With a few exceptions (like yelling "fire!" in a crowded movie theater or threatening to kill someone) free speech pretty much allows people who enjoy that right to say just about anything they please. You don't have to respect their beliefs. You don't have to respect them. But you do need to respect their right to have their say. I have the right to say what I want. You have the right to be offended by it. You have the right to say whatever you want in response. And, in turn, I have the right to respond to your response. That's how dialogue works. What you don't have the right to do is to silence me in order to prevent yourself being offended. And I don't have the right to silence you because I disagree with your message. It's bad enough when someone tries to take the right of free speech away from someone else based on a difference of opinion. But when a person or group of people decide that murder and/or terrorism is the best course of action to take due to that same difference of opinion, we are all in danger.
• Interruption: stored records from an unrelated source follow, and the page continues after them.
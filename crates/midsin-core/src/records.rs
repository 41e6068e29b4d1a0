//! Batch CSV layout.
//!
//! One assay per row:
//!
//! ```text
//! label, volume, min dilution, dilution factor, total..., #, infected..., #, comments...
//! ```
//!
//! Header rows are recognized by their column labels and comment rows by a
//! leading `#`; both are echoed. Evaluated rows get the mode, the interval
//! bounds and the classical estimates appended.

use std::io::{Read, Write};

use midsin_config::EstimatorSettings;
use thiserror::Error;
use tracing::{info, warn};

use crate::assay::AssayInput;
use crate::evaluate::{evaluate_batch, ResultRecord};
use crate::logging::{event_names, Stage};

pub const LABEL_NAME: &str = "Label";
pub const LABEL_VOLUME: &str = "Well volume (in mL)";
pub const LABEL_MIN_DILUTION: &str = "Starting dilution";
pub const LABEL_DILUTION_FACTOR: &str = "Dilution factor";
pub const LABEL_TOTAL: &str = "# wells total";
pub const LABEL_INFECTED: &str = "# wells infected";
pub const LABEL_COMMENTS: &str = "Comment (optional)";

pub const LABEL_MODE: &str = "mode log10(SIN/mL)";
pub const LABEL_RM: &str = "RM log10(TCID50/mL)";
pub const LABEL_SK: &str = "SK log10(TCID50/mL)";

/// Ends each list of well counts.
pub const SEPARATOR: &str = "#";

/// Input files quote with `|` so commas can appear in labels.
const QUOTE: u8 = b'|';

#[derive(Debug, Clone, PartialEq, Error)]
pub enum RecordError {
    #[error("line {line}: expected label, volume, dilution and factor, found {found} cells")]
    TooShort { line: usize, found: usize },

    #[error("line {line}: missing '#' after the {after} well counts")]
    MissingSeparator { line: usize, after: &'static str },

    #[error("line {line}: {field} is not a number: {value:?}")]
    NotANumber {
        line: usize,
        field: &'static str,
        value: String,
    },

    #[error("line {line}: {total} total-well counts but {infected} infected-well counts")]
    CountMismatch {
        line: usize,
        total: usize,
        infected: usize,
    },

    #[error("line {line}: {message}")]
    Csv { line: usize, message: String },
}

impl RecordError {
    pub fn line(&self) -> usize {
        match self {
            RecordError::TooShort { line, .. }
            | RecordError::MissingSeparator { line, .. }
            | RecordError::NotANumber { line, .. }
            | RecordError::CountMismatch { line, .. }
            | RecordError::Csv { line, .. } => *line,
        }
    }

    /// The message without its `line N:` prefix.
    fn detail(&self) -> String {
        let full = self.to_string();
        let prefix = format!("line {}: ", self.line());
        match full.strip_prefix(&prefix) {
            Some(rest) => rest.to_string(),
            None => full,
        }
    }

    fn from_csv(err: csv::Error, fallback_line: usize) -> Self {
        let line = err
            .position()
            .map(|p| p.line() as usize)
            .unwrap_or(fallback_line);
        RecordError::Csv {
            line,
            message: err.to_string(),
        }
    }
}

impl From<RecordError> for midsin_common::Error {
    fn from(err: RecordError) -> Self {
        match err {
            RecordError::Csv { message, .. } => midsin_common::Error::Csv(message),
            other => midsin_common::Error::MalformedRecord {
                line: other.line(),
                message: other.detail(),
            },
        }
    }
}

/// One input row, classified.
#[derive(Debug, Clone, PartialEq)]
pub enum Row {
    Header {
        line: usize,
        cells: Vec<String>,
    },
    /// Comment or blank row.
    Comment {
        line: usize,
        cells: Vec<String>,
    },
    Assay {
        line: usize,
        cells: Vec<String>,
        input: Result<AssayInput, RecordError>,
    },
}

impl Row {
    pub fn line(&self) -> usize {
        match self {
            Row::Header { line, .. } | Row::Comment { line, .. } | Row::Assay { line, .. } => *line,
        }
    }

    pub fn cells(&self) -> &[String] {
        match self {
            Row::Header { cells, .. } | Row::Comment { cells, .. } | Row::Assay { cells, .. } => {
                cells
            }
        }
    }
}

fn is_header(cells: &[String]) -> bool {
    cells.iter().any(|c| c.trim() == LABEL_VOLUME)
        || cells.first().is_some_and(|c| c.contains(LABEL_NAME))
}

fn is_comment(cells: &[String]) -> bool {
    cells.iter().all(|c| c.trim().is_empty())
        || cells.first().is_some_and(|c| c.trim_start().starts_with(SEPARATOR))
}

/// Read and classify every row. Only unreadable CSV is an error here;
/// malformed assay rows are reported per row.
pub fn read_rows<R: Read>(reader: R) -> Result<Vec<Row>, RecordError> {
    let mut rdr = csv::ReaderBuilder::new()
        .has_headers(false)
        .flexible(true)
        .quote(QUOTE)
        .from_reader(reader);

    let mut rows = Vec::new();
    for (index, result) in rdr.records().enumerate() {
        let record = result.map_err(|e| RecordError::from_csv(e, index + 1))?;
        let line = record
            .position()
            .map(|p| p.line() as usize)
            .unwrap_or(index + 1);
        let cells: Vec<String> = record.iter().map(str::to_string).collect();

        let row = if is_header(&cells) {
            Row::Header { line, cells }
        } else if is_comment(&cells) {
            Row::Comment { line, cells }
        } else {
            let input = parse_assay_row(line, &cells);
            Row::Assay { line, cells, input }
        };
        rows.push(row);
    }
    Ok(rows)
}

fn parse_number(line: usize, field: &'static str, value: &str) -> Result<f64, RecordError> {
    value.trim().parse::<f64>().map_err(|_| RecordError::NotANumber {
        line,
        field,
        value: value.to_string(),
    })
}

fn parse_counts(line: usize, field: &'static str, cells: &[String]) -> Result<Vec<u32>, RecordError> {
    cells
        .iter()
        .map(|c| {
            c.trim().parse::<u32>().map_err(|_| RecordError::NotANumber {
                line,
                field,
                value: c.clone(),
            })
        })
        .collect()
}

fn separator_after(cells: &[String], start: usize) -> Option<usize> {
    cells
        .get(start..)?
        .iter()
        .position(|c| c.trim() == SEPARATOR)
        .map(|i| start + i)
}

/// Parse the cells of one assay row.
pub fn parse_assay_row(line: usize, cells: &[String]) -> Result<AssayInput, RecordError> {
    if cells.len() < 4 {
        return Err(RecordError::TooShort {
            line,
            found: cells.len(),
        });
    }
    let inoculum_volume = parse_number(line, "well volume", &cells[1])?;
    let min_dilution = parse_number(line, "starting dilution", &cells[2])?;
    let dilution_factor = parse_number(line, "dilution factor", &cells[3])?;

    let total_end = separator_after(cells, 4).ok_or(RecordError::MissingSeparator {
        line,
        after: "total",
    })?;
    let infected_end = separator_after(cells, total_end + 1).ok_or(RecordError::MissingSeparator {
        line,
        after: "infected",
    })?;
    let total_wells = parse_counts(line, "total wells", &cells[4..total_end])?;
    let infected_wells = parse_counts(line, "infected wells", &cells[total_end + 1..infected_end])?;
    if total_wells.len() != infected_wells.len() {
        return Err(RecordError::CountMismatch {
            line,
            total: total_wells.len(),
            infected: infected_wells.len(),
        });
    }

    let label = cells[0].trim();
    Ok(AssayInput {
        label: (!label.is_empty()).then(|| label.to_string()),
        inoculum_volume,
        min_dilution,
        dilution_factor,
        total_wells,
        infected_wells,
    })
}

/// `nan` for NaN, otherwise the shortest exact representation.
pub fn format_value(v: f64) -> String {
    if v.is_nan() {
        "nan".to_string()
    } else {
        v.to_string()
    }
}

fn coverage_percent(coverage: f64) -> String {
    format_value((coverage * 100.0 * 1e6).round() / 1e6)
}

/// Labels of the appended result columns.
pub fn output_labels(coverages: &[f64]) -> Vec<String> {
    let mut labels = vec![LABEL_MODE.to_string()];
    for &c in coverages {
        let pct = coverage_percent(c);
        labels.push(format!("{}%CI-lo log10(SIN/mL)", pct));
        labels.push(format!("{}%CI-hi log10(SIN/mL)", pct));
    }
    labels.push(LABEL_RM.to_string());
    labels.push(LABEL_SK.to_string());
    labels
}

pub fn output_header(cells: &[String], coverages: &[f64]) -> Vec<String> {
    let mut out = cells.to_vec();
    out.extend(output_labels(coverages));
    out
}

pub fn output_row(cells: &[String], record: &ResultRecord) -> Vec<String> {
    let mut out = cells.to_vec();
    out.push(format_value(record.posterior.mode));
    out.extend(record.posterior.credible_intervals.iter().map(|&v| format_value(v)));
    out.push(format_value(record.reed_muench));
    out.push(format_value(record.spearman_kaerber));
    out
}

/// Write rows of varying length.
pub fn write_rows<W: Write>(writer: W, rows: &[Vec<String>]) -> Result<(), RecordError> {
    let mut wtr = csv::WriterBuilder::new().flexible(true).from_writer(writer);
    for (i, row) in rows.iter().enumerate() {
        wtr.write_record(row)
            .map_err(|e| RecordError::from_csv(e, i + 1))?;
    }
    wtr.flush().map_err(|e| RecordError::Csv {
        line: rows.len(),
        message: e.to_string(),
    })
}

/// Header and result row for assays that did not come from a file.
pub fn result_table(inputs: &[AssayInput], records: &[ResultRecord], coverages: &[f64]) -> Vec<Vec<String>> {
    let columns = inputs.first().map_or(0, |i| i.total_wells.len());
    let mut rows = vec![output_header(&input_header(columns), coverages)];
    for (input, record) in inputs.iter().zip(records) {
        rows.push(output_row(&input_row(input, ""), record));
    }
    rows
}

/// Header of an input file with `dilutions` count columns per block.
pub fn input_header(dilutions: usize) -> Vec<String> {
    let mut header: Vec<String> = [LABEL_NAME, LABEL_VOLUME, LABEL_MIN_DILUTION, LABEL_DILUTION_FACTOR]
        .iter()
        .map(|s| s.to_string())
        .collect();
    header.push(LABEL_TOTAL.to_string());
    header.extend(std::iter::repeat_n(String::new(), dilutions));
    header.push(LABEL_INFECTED.to_string());
    header.extend(std::iter::repeat_n(String::new(), dilutions));
    header.push(LABEL_COMMENTS.to_string());
    header
}

pub fn input_row(input: &AssayInput, comment: &str) -> Vec<String> {
    let mut row = vec![
        input.label.clone().unwrap_or_default(),
        format_value(input.inoculum_volume),
        format_value(input.min_dilution),
        format_value(input.dilution_factor),
    ];
    row.extend(input.total_wells.iter().map(u32::to_string));
    row.push(SEPARATOR.to_string());
    row.extend(input.infected_wells.iter().map(u32::to_string));
    row.push(SEPARATOR.to_string());
    row.push(comment.to_string());
    row
}

/// The built-in example assay.
pub fn example_input() -> AssayInput {
    AssayInput {
        label: Some("example".to_string()),
        inoculum_volume: 0.1,
        min_dilution: 0.01,
        dilution_factor: 0.1,
        total_wells: vec![8; 11],
        infected_wells: vec![8, 8, 8, 8, 8, 7, 7, 5, 2, 0, 0],
    }
}

/// Header plus one row to fill in. The default layout carries the example.
pub fn template_rows(dilutions: usize, replicates: u32) -> Vec<Vec<String>> {
    let example = example_input();
    let row = if dilutions == example.total_wells.len() && example.total_wells.iter().all(|&n| n == replicates) {
        input_row(&example, "")
    } else {
        let blank = AssayInput {
            label: Some("sample".to_string()),
            total_wells: vec![replicates; dilutions],
            infected_wells: vec![0; dilutions],
            ..example
        };
        input_row(&blank, "")
    };
    vec![input_header(dilutions), row]
}

/// A row that could not be turned into a result.
#[derive(Debug)]
pub struct RowFailure {
    pub line: usize,
    pub label: Option<String>,
    pub error: midsin_common::Error,
}

/// Everything produced from one input file.
#[derive(Debug, Default)]
pub struct BatchOutcome {
    /// Echoed input with results appended, in input order.
    pub csv_rows: Vec<Vec<String>>,
    pub records: Vec<ResultRecord>,
    pub failures: Vec<RowFailure>,
}

impl BatchOutcome {
    pub fn is_partial(&self) -> bool {
        !self.failures.is_empty()
    }
}

/// Evaluate every assay row; failed rows are reported and left out.
pub fn evaluate_rows(rows: &[Row], settings: &EstimatorSettings) -> BatchOutcome {
    let inputs: Vec<AssayInput> = rows
        .iter()
        .filter_map(|row| match row {
            Row::Assay { input: Ok(input), .. } => Some(input.clone()),
            _ => None,
        })
        .collect();
    let mut results = evaluate_batch(&inputs, settings).into_iter();

    let mut outcome = BatchOutcome::default();
    for row in rows {
        match row {
            Row::Header { cells, .. } => {
                outcome.csv_rows.push(output_header(cells, &settings.coverages));
            }
            Row::Comment { cells, .. } => outcome.csv_rows.push(cells.clone()),
            Row::Assay { line, cells, input } => {
                let result = match input {
                    Ok(_) => match results.next() {
                        Some(r) => r.map_err(midsin_common::Error::from),
                        None => Err(midsin_common::Error::Internal(format!(
                            "line {}: no result for assay row",
                            line
                        ))),
                    },
                    Err(e) => Err(e.clone().into()),
                };
                match result {
                    Ok(record) => {
                        outcome.csv_rows.push(output_row(cells, &record));
                        outcome.records.push(record);
                    }
                    Err(error) => {
                        warn!(
                            target: event_names::BATCH_ROW_FAILED,
                            stage = %Stage::Parse,
                            line = *line,
                            error = %error,
                            "skipping row"
                        );
                        outcome.failures.push(RowFailure {
                            line: *line,
                            label: cells.first().map(|c| c.trim().to_string()),
                            error,
                        });
                    }
                }
            }
        }
    }

    info!(
        target: event_names::BATCH_FINISHED,
        stage = %Stage::Output,
        evaluated = outcome.records.len(),
        failed = outcome.failures.len(),
        "batch finished"
    );
    outcome
}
Censorship is a horrible way of winning an argument. Attempting to censor someone whose ideas or beliefs you don't agree with just serves to show that you don't really have a valid argument and are simply trying to shut up the opposition so that yours is the only available opinion*. As bad as censorship is, though, it doesn't hold a candle to terrorism/murder as a despicable means of silencing the opposition. It can and often does have the opposite effect. Charlie Hebdo's circulation a week ago was 60,000 print copies. This morning their Survivor issue sold 3 million copies before 8am, with another 2 million copies ordered from the printer as I'm writing this article. It was little known as a publication outside of France a week ago and now people worldwide are clamoring for copies, with copies showing up online for several hundred dollars. But, those who care naught for the rights of anyone but themselves and those who think exactly like them are too often willing to take extreme measures to try to make the world into their idea of what it should be.

Free speech isn't threatened only by religious belief and those who take that belief to extremes. It can and does find opposition in political discourse, debates over which sports team is more dominant, and differences in personal opinion over the most trivial of topics. "Shut up" should never be used in an argument between equals (there are many who don't like parents using those words in arguments with their children, as well). I have slanted this article more towards the threat presented by religion because, despite the adamant denials of some in the "liberal" media - and the White House - the attack on the offices of Charlie Hebdo was clearly motivated by religious belief. Regardless of the arguments over headscarves, the French invasion and occupation of Algiers in 1830, or US military atrocities committed in Iraq (all of which I have heard cited in the media as reasons for the on-going angst among Muslims in France), these terrorists attacked a magazine known for publishing cartoons of religious and political figures in less-than-favorable scenes at best and downright offensive scenes as often as not. It all boils down to their violent response to cartoons which depict an opinion they find offensive.

I'm not saying that Charlie Hebdo cartoons aren't offensive. They are to many people. The point is that it's the magazine's right to publish those cartoons and articles. It's the right of the writers and cartoonists to have their work made available to the public. Sure, it's the public's right to be offended by them, but that doesn't deny the rights of those at Charlie Hebdo - or anywhere else in the world where the right to free speech is protected - to keep having their say. And certainly no one should be murdered for speaking their mind.

Je suis Charlie.

* Now, this is wildly different from trying to keep religious indoctrination out of public schools. There is a huge difference between allowing differing opinions to be presented to adults who should be able to logically make up their own minds and presenting mythological fairy tales to children in a setting in which those children are supposed to accept what they're told as fact. Indoctrination when they're young too often creates children who enter adulthood lacking the ability to use logic to determine what is fact and what is fiction.